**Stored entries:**
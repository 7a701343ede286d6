//! Relay dispatcher: the per-notification entry point.
//!
//! Every notification kind funnels through the same four-stage pipeline
//! (filter, resolve, transform, publish) with per-kind variation limited to
//! which optional fields are read and which outbound kind is stamped. A
//! notification's processing never raises to the caller and never touches
//! state shared with another notification beyond the immutable policy and
//! the injected collaborators, so `dispatch` is safe to invoke concurrently.

use std::sync::atomic::{AtomicU64, Ordering};
use std::sync::Arc;

use tracing::{debug, info, warn};

use lattice_core::{
    ChangeNotification, DiagnosticSink, EntityLookup, InterestPolicy, OutboundChannel,
};

use crate::publisher::{PublishOutcome, Publisher};
use crate::resolver::{Resolution, VisibilityResolver};
use crate::transform;

/// Terminal pipeline state of one notification.
///
/// `FilteredOut` and `NotVisible` are both silent drops; the distinction is
/// kept for the embedder's accounting only and is never exposed to
/// consumers. None of the terminal states are retried by the relay.
#[derive(Debug, Clone, Copy, PartialEq, Eq)]
pub enum RelayOutcome {
    /// The notification is missing fields its kind requires.
    Rejected,
    /// The subject's type is outside the interest set.
    FilteredOut,
    /// The lookup failed or denied access.
    NotVisible,
    /// The outbound event was delivered.
    Published,
    /// The outbound channel rejected the event; a diagnostic was recorded.
    PublishFailed,
}

impl RelayOutcome {
    /// Stable lowercase name, used in structured log fields.
    pub fn as_str(&self) -> &'static str {
        match self {
            RelayOutcome::Rejected => "rejected",
            RelayOutcome::FilteredOut => "filtered_out",
            RelayOutcome::NotVisible => "not_visible",
            RelayOutcome::Published => "published",
            RelayOutcome::PublishFailed => "publish_failed",
        }
    }
}

/// Point-in-time snapshot of the dispatcher's counters.
#[derive(Debug, Clone, Copy, PartialEq, Eq, Default)]
pub struct RelayStats {
    pub received: u64,
    pub rejected: u64,
    pub filtered_out: u64,
    pub not_visible: u64,
    pub published: u64,
    pub publish_failed: u64,
}

#[derive(Debug, Default)]
struct Counters {
    received: AtomicU64,
    rejected: AtomicU64,
    filtered_out: AtomicU64,
    not_visible: AtomicU64,
    published: AtomicU64,
    publish_failed: AtomicU64,
}

/// Orchestrates filter → resolve → transform → publish for each incoming
/// notification.
pub struct RelayDispatcher {
    resolver: VisibilityResolver,
    publisher: Publisher,
    counters: Counters,
}

impl RelayDispatcher {
    /// Create a dispatcher with injected collaborators. The policy is fixed
    /// for the dispatcher's lifetime.
    pub fn new(
        policy: InterestPolicy,
        lookup: Arc<dyn EntityLookup>,
        channel: Arc<dyn OutboundChannel>,
        diagnostics: Arc<dyn DiagnosticSink>,
    ) -> Self {
        let policy = Arc::new(policy);
        Self {
            resolver: VisibilityResolver::new(lookup, policy),
            publisher: Publisher::new(channel, diagnostics),
            counters: Counters::default(),
        }
    }

    /// Process one notification to a terminal state. Never returns an
    /// error; the worst outcome is an event failing to relay, observable
    /// via diagnostics and the returned outcome.
    pub async fn dispatch(&self, notification: ChangeNotification) -> RelayOutcome {
        self.counters.received.fetch_add(1, Ordering::Relaxed);

        if let Err(e) = notification.validate() {
            warn!(
                change_kind = notification.kind.as_str(),
                entity_id = notification.subject.id(),
                source_name = %notification.source_name,
                error = %e,
                "Dropping malformed notification"
            );
            self.counters.rejected.fetch_add(1, Ordering::Relaxed);
            return RelayOutcome::Rejected;
        }

        let ChangeNotification {
            source_name,
            kind,
            subject,
            previous,
            added_classification,
            removed_classification,
            prior_identifier,
            prior_home_id,
            prior_type,
            ..
        } = notification;

        let current = match self.resolver.resolve(subject).await {
            Resolution::Visible(entity) => entity,
            Resolution::NotInterested => {
                self.counters.filtered_out.fetch_add(1, Ordering::Relaxed);
                return RelayOutcome::FilteredOut;
            }
            Resolution::NotVisible => {
                self.counters.not_visible.fetch_add(1, Ordering::Relaxed);
                return RelayOutcome::NotVisible;
            }
        };

        let mut event = transform::transform(
            kind,
            current,
            previous,
            added_classification,
            removed_classification,
        );
        event.prior_identifier = prior_identifier;
        event.prior_home_id = prior_home_id;
        event.prior_type_name = prior_type.map(|t| t.name);

        match self.publisher.publish(&event).await {
            PublishOutcome::Delivered => {
                info!(
                    change_kind = kind.as_str(),
                    event_kind = event.event_kind.as_str(),
                    entity_id = %event.subject.id,
                    source_name = %source_name,
                    "Relayed change event"
                );
                self.counters.published.fetch_add(1, Ordering::Relaxed);
                RelayOutcome::Published
            }
            PublishOutcome::Failed => {
                debug!(
                    change_kind = kind.as_str(),
                    entity_id = %event.subject.id,
                    "Publish failed, continuing with next notification"
                );
                self.counters.publish_failed.fetch_add(1, Ordering::Relaxed);
                RelayOutcome::PublishFailed
            }
        }
    }

    /// Snapshot the pipeline counters.
    pub fn stats(&self) -> RelayStats {
        RelayStats {
            received: self.counters.received.load(Ordering::Relaxed),
            rejected: self.counters.rejected.load(Ordering::Relaxed),
            filtered_out: self.counters.filtered_out.load(Ordering::Relaxed),
            not_visible: self.counters.not_visible.load(Ordering::Relaxed),
            published: self.counters.published.load(Ordering::Relaxed),
            publish_failed: self.counters.publish_failed.load(Ordering::Relaxed),
        }
    }
}
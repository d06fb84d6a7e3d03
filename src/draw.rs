//! Lotto 6aus49 draw records and their create/update schema.

use crate::Fields;
use crate::error::{ErrorCollector, RuleViolation, ValidationError};
use crate::validators::{
    text_field, validate_digit_sequence, validate_iso_date, validate_main_numbers,
    validate_single_digit, value_field,
};
use chrono::{NaiveDate, Weekday};
use serde::{Deserialize, Serialize};
use serde_json::{Value, json};
use std::fmt;
use std::str::FromStr;
use tracing::debug;

pub const SPIEL77_DIGITS: usize = 7;
pub const SUPER6_DIGITS: usize = 6;

/// The two weekdays on which Lotto 6aus49 is drawn.
#[derive(Debug, Clone, Copy, PartialEq, Eq, Hash, Serialize, Deserialize)]
pub enum DrawDay {
    Samstag,
    Mittwoch,
}

impl DrawDay {
    pub const ALLOWED: [&'static str; 2] = ["Samstag", "Mittwoch"];

    pub fn as_str(&self) -> &'static str {
        match self {
            DrawDay::Samstag => "Samstag",
            DrawDay::Mittwoch => "Mittwoch",
        }
    }

    pub fn weekday(&self) -> Weekday {
        match self {
            DrawDay::Samstag => Weekday::Sat,
            DrawDay::Mittwoch => Weekday::Wed,
        }
    }

    pub fn from_weekday(weekday: Weekday) -> Option<Self> {
        match weekday {
            Weekday::Sat => Some(DrawDay::Samstag),
            Weekday::Wed => Some(DrawDay::Mittwoch),
            _ => None,
        }
    }
}

impl fmt::Display for DrawDay {
    fn fmt(&self, f: &mut fmt::Formatter<'_>) -> fmt::Result {
        f.write_str(self.as_str())
    }
}

impl FromStr for DrawDay {
    type Err = RuleViolation;

    fn from_str(s: &str) -> Result<Self, Self::Err> {
        match s {
            "Samstag" => Ok(DrawDay::Samstag),
            "Mittwoch" => Ok(DrawDay::Mittwoch),
            other => Err(RuleViolation::format(format!(
                "draw_day must be one of [{}], got: '{other}'",
                DrawDay::ALLOWED.join(", ")
            ))),
        }
    }
}

/// One validated draw.
#[derive(Debug, Clone, PartialEq, Eq, Serialize, Deserialize)]
pub struct Draw {
    pub date: NaiveDate,
    pub draw_day: DrawDay,
    pub numbers: [u8; 6],
    pub super_number: u8,
    pub spiel77: [u8; SPIEL77_DIGITS],
    pub super6: [u8; SUPER6_DIGITS],
}

impl Draw {
    pub fn numbers_list(&self) -> Vec<u8> {
        self.numbers.to_vec()
    }

    pub fn spiel77_list(&self) -> Vec<u8> {
        self.spiel77.to_vec()
    }

    pub fn super6_list(&self) -> Vec<u8> {
        self.super6.to_vec()
    }

    /// Main numbers in their stored text form, `"7, 12, 16, 19, 30, 36"`.
    pub fn numbers_text(&self) -> String {
        join(&self.numbers, ", ")
    }

    pub fn spiel77_text(&self) -> String {
        join(&self.spiel77, " ")
    }

    pub fn super6_text(&self) -> String {
        join(&self.super6, " ")
    }

    /// German display date, `DD.MM.YYYY`.
    pub fn formatted_date(&self) -> String {
        self.date.format("%d.%m.%Y").to_string()
    }

    pub fn is_saturday_draw(&self) -> bool {
        self.draw_day == DrawDay::Samstag
    }

    pub fn is_wednesday_draw(&self) -> bool {
        self.draw_day == DrawDay::Mittwoch
    }

    /// The raw field map this draw would have been submitted as.
    pub fn to_fields(&self) -> Fields {
        let value = json!({
            "date": self.date.format("%Y-%m-%d").to_string(),
            "draw_day": self.draw_day.as_str(),
            "numbers": self.numbers_text(),
            "super_number": self.super_number,
            "spiel77": self.spiel77_text(),
            "super6": self.super6_text(),
        });
        match value {
            Value::Object(map) => map,
            _ => Fields::new(),
        }
    }
}

fn join(digits: &[u8], sep: &str) -> String {
    digits
        .iter()
        .map(|d| d.to_string())
        .collect::<Vec<_>>()
        .join(sep)
}

/// A partial change to a stored draw. `None` leaves the field untouched.
#[derive(Debug, Clone, Default, PartialEq, Eq, Serialize)]
pub struct DrawUpdate {
    pub draw_day: Option<DrawDay>,
    pub numbers: Option<[u8; 6]>,
    pub super_number: Option<u8>,
    pub spiel77: Option<[u8; SPIEL77_DIGITS]>,
    pub super6: Option<[u8; SUPER6_DIGITS]>,
}

impl DrawUpdate {
    pub fn is_empty(&self) -> bool {
        self.draw_day.is_none()
            && self.numbers.is_none()
            && self.super_number.is_none()
            && self.spiel77.is_none()
            && self.super6.is_none()
    }

    pub fn apply_to(&self, draw: &mut Draw) {
        if let Some(day) = self.draw_day {
            draw.draw_day = day;
        }
        if let Some(numbers) = self.numbers {
            draw.numbers = numbers;
        }
        if let Some(n) = self.super_number {
            draw.super_number = n;
        }
        if let Some(digits) = self.spiel77 {
            draw.spiel77 = digits;
        }
        if let Some(digits) = self.super6 {
            draw.super6 = digits;
        }
    }
}

/// Validation for draw create and update requests.
pub struct DrawSchema;

impl DrawSchema {
    /// Validate a complete draw. Every field is required.
    pub fn create(fields: &Fields) -> Result<Draw, ValidationError> {
        let mut errors = ErrorCollector::new();

        let date = errors.check("date", required(fields, "date").and_then(validate_iso_date));
        let draw_day = errors.check("draw_day", required(fields, "draw_day").and_then(parse_day));
        let numbers = errors.check(
            "numbers",
            required(fields, "numbers").and_then(validate_main_numbers),
        );
        let super_number = errors.check(
            "super_number",
            value_field(fields, "super_number")
                .ok_or_else(|| RuleViolation::required("super_number is required"))
                .and_then(validate_single_digit),
        );
        let spiel77 = errors.check(
            "spiel77",
            required(fields, "spiel77").and_then(digits::<SPIEL77_DIGITS>),
        );
        let super6 = errors.check(
            "super6",
            required(fields, "super6").and_then(digits::<SUPER6_DIGITS>),
        );

        match (date, draw_day, numbers, super_number, spiel77, super6) {
            (
                Some(date),
                Some(draw_day),
                Some(numbers),
                Some(super_number),
                Some(spiel77),
                Some(super6),
            ) if errors.is_empty() => Ok(Draw {
                date,
                draw_day,
                numbers,
                super_number,
                spiel77,
                super6,
            }),
            _ => {
                let err = errors.into_error();
                debug!(errors = err.errors().len(), "draw rejected");
                Err(err)
            }
        }
    }

    /// Validate a partial draw change. Absent or `null` fields stay unset.
    ///
    /// The draw date identifies the record and is never part of an update.
    pub fn update(fields: &Fields) -> Result<DrawUpdate, ValidationError> {
        let mut errors = ErrorCollector::new();

        let update = DrawUpdate {
            draw_day: errors.check_opt(
                "draw_day",
                text_field(fields, "draw_day").map(|r| r.and_then(parse_day)),
            ),
            numbers: errors.check_opt(
                "numbers",
                text_field(fields, "numbers").map(|r| r.and_then(validate_main_numbers)),
            ),
            super_number: errors.check_opt(
                "super_number",
                value_field(fields, "super_number").map(validate_single_digit),
            ),
            spiel77: errors.check_opt(
                "spiel77",
                text_field(fields, "spiel77").map(|r| r.and_then(digits::<SPIEL77_DIGITS>)),
            ),
            super6: errors.check_opt(
                "super6",
                text_field(fields, "super6").map(|r| r.and_then(digits::<SUPER6_DIGITS>)),
            ),
        };

        if errors.is_empty() {
            Ok(update)
        } else {
            let err = errors.into_error();
            debug!(errors = err.errors().len(), "draw update rejected");
            Err(err)
        }
    }
}

fn required<'a>(fields: &'a Fields, name: &str) -> Result<&'a str, RuleViolation> {
    text_field(fields, name)
        .unwrap_or_else(|| Err(RuleViolation::required(format!("{name} is required"))))
}

fn parse_day(s: &str) -> Result<DrawDay, RuleViolation> {
    s.parse()
}

fn digits<const N: usize>(s: &str) -> Result<[u8; N], RuleViolation> {
    let digits = validate_digit_sequence(s, N)?;
    <[u8; N]>::try_from(digits)
        .map_err(|_| RuleViolation::format(format!("must have exactly {N} digits, got: '{s}'")))
}

#[cfg(test)]
mod tests {
    use super::*;
    use crate::error::ErrorKind;

    fn fields(value: Value) -> Fields {
        match value {
            Value::Object(map) => map,
            _ => panic!("test fields must be an object"),
        }
    }

    fn sample() -> Fields {
        fields(json!({
            "date": "2025-06-21",
            "draw_day": "Samstag",
            "numbers": "7, 12, 16, 19, 30, 36",
            "super_number": 7,
            "spiel77": "3 1 6 8 5 3 4",
            "super6": "8 5 3 8 4 9"
        }))
    }

    #[test]
    fn create_normalizes_a_valid_draw() {
        let draw = DrawSchema::create(&sample()).unwrap();
        assert_eq!(draw.date, NaiveDate::from_ymd_opt(2025, 6, 21).unwrap());
        assert_eq!(draw.draw_day, DrawDay::Samstag);
        assert_eq!(draw.numbers, [7, 12, 16, 19, 30, 36]);
        assert_eq!(draw.super_number, 7);
        assert_eq!(draw.spiel77, [3, 1, 6, 8, 5, 3, 4]);
        assert_eq!(draw.super6, [8, 5, 3, 8, 4, 9]);
        assert_eq!(draw.formatted_date(), "21.06.2025");
        assert!(draw.is_saturday_draw());
        assert!(!draw.is_wednesday_draw());
    }

    #[test]
    fn create_names_allowed_days() {
        let mut input = sample();
        input.insert("draw_day".into(), json!("Freitag"));
        let err = DrawSchema::create(&input).unwrap_err();
        let day = err.field("draw_day").unwrap();
        assert!(day.message.contains("Samstag"));
        assert!(day.message.contains("Mittwoch"));
    }

    #[test]
    fn draw_day_is_case_sensitive() {
        let mut input = sample();
        input.insert("draw_day".into(), json!("samstag"));
        assert!(DrawSchema::create(&input).is_err());
    }

    #[test]
    fn create_reports_every_missing_field() {
        let err = DrawSchema::create(&Fields::new()).unwrap_err();
        for field in ["date", "draw_day", "numbers", "super_number", "spiel77", "super6"] {
            assert!(err.has(field, ErrorKind::RequiredField), "{field}");
        }
    }

    #[test]
    fn create_aggregates_mixed_errors() {
        let mut input = sample();
        input.insert("numbers".into(), json!("7, 7, 16, 19, 30, 36"));
        input.insert("super_number".into(), json!(12));
        input.insert("super6".into(), json!("8 5 3"));
        let err = DrawSchema::create(&input).unwrap_err();
        assert_eq!(err.errors().len(), 3);
        assert!(err.has("numbers", ErrorKind::Uniqueness));
        assert!(err.has("super_number", ErrorKind::Range));
        assert!(err.has("super6", ErrorKind::Format));
    }

    #[test]
    fn super_number_as_string_or_whole_float() {
        let mut input = sample();
        input.insert("super_number".into(), json!("3"));
        assert_eq!(DrawSchema::create(&input).unwrap().super_number, 3);

        input.insert("super_number".into(), json!(5.0));
        assert_eq!(DrawSchema::create(&input).unwrap().super_number, 5);
    }

    #[test]
    fn revalidating_a_draw_is_stable() {
        let draw = DrawSchema::create(&sample()).unwrap();
        let again = DrawSchema::create(&draw.to_fields()).unwrap();
        assert_eq!(draw, again);
        assert_eq!(draw.to_fields(), again.to_fields());
    }

    #[test]
    fn compact_numbers_normalize_to_canonical_text() {
        let mut input = sample();
        input.insert("numbers".into(), json!("7,12,16,19,30,36"));
        let draw = DrawSchema::create(&input).unwrap();
        assert_eq!(draw.numbers_text(), "7, 12, 16, 19, 30, 36");
    }

    #[test]
    fn update_with_no_fields_is_empty() {
        let update = DrawSchema::update(&Fields::new()).unwrap();
        assert!(update.is_empty());

        let nulls = fields(json!({ "numbers": null, "super6": null }));
        assert!(DrawSchema::update(&nulls).unwrap().is_empty());
    }

    #[test]
    fn update_applies_only_set_fields() {
        let mut draw = DrawSchema::create(&sample()).unwrap();
        let update = DrawSchema::update(&fields(json!({
            "draw_day": "Mittwoch",
            "super_number": 0
        })))
        .unwrap();
        update.apply_to(&mut draw);

        assert_eq!(draw.draw_day, DrawDay::Mittwoch);
        assert_eq!(draw.super_number, 0);
        assert_eq!(draw.numbers, [7, 12, 16, 19, 30, 36]);
    }

    #[test]
    fn update_uses_the_same_rules() {
        let err = DrawSchema::update(&fields(json!({
            "draw_day": "Sonntag",
            "spiel77": "1 2 3 4 5 6 77"
        })))
        .unwrap_err();
        assert!(err.has("draw_day", ErrorKind::Format));
        assert!(err.has("spiel77", ErrorKind::Format));
    }

    #[test]
    fn update_ignores_date() {
        let update = DrawSchema::update(&fields(json!({ "date": "not a date" }))).unwrap();
        assert!(update.is_empty());
    }

    #[test]
    fn weekday_mapping() {
        assert_eq!(DrawDay::from_weekday(Weekday::Sat), Some(DrawDay::Samstag));
        assert_eq!(DrawDay::from_weekday(Weekday::Wed), Some(DrawDay::Mittwoch));
        assert_eq!(DrawDay::from_weekday(Weekday::Fri), None);
        assert_eq!(DrawDay::Mittwoch.weekday(), Weekday::Wed);
    }
}
use anyhow::{Context, Result};
use rusqlite::Connection;

/// Open the store at `database_url` and make sure every table exists.
pub fn conn(database_url: &str) -> Result<Connection> {
    lotto6::database::create_database(database_url)
        .with_context(|| format!("opening database at {}", database_url))
}

/// A fresh in-memory store, used by tests and dry runs.
pub fn in_memory() -> Result<Connection> {
    let conn = Connection::open_in_memory()?;
    lotto6::database::create_database_with_connection(&conn)?;
    Ok(conn)
}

**Task instructions:** Please return exactly the lines from the opening line of the data above through the line with "immutable policy and", both included and nothing else.

**Written reply:**
repository 7a701343ede286d6
//! Relay dispatcher: the per-notification entry point.
//!
//! Every notification kind funnels through the same four-stage pipeline
//! (filter, resolve, transform, publish) with per-kind variation limited to
//! which optional fields are read and which outbound kind is stamped. A
//! notification's processing never raises to the caller and never touches
//! state shared with another notification beyond the immutable policy and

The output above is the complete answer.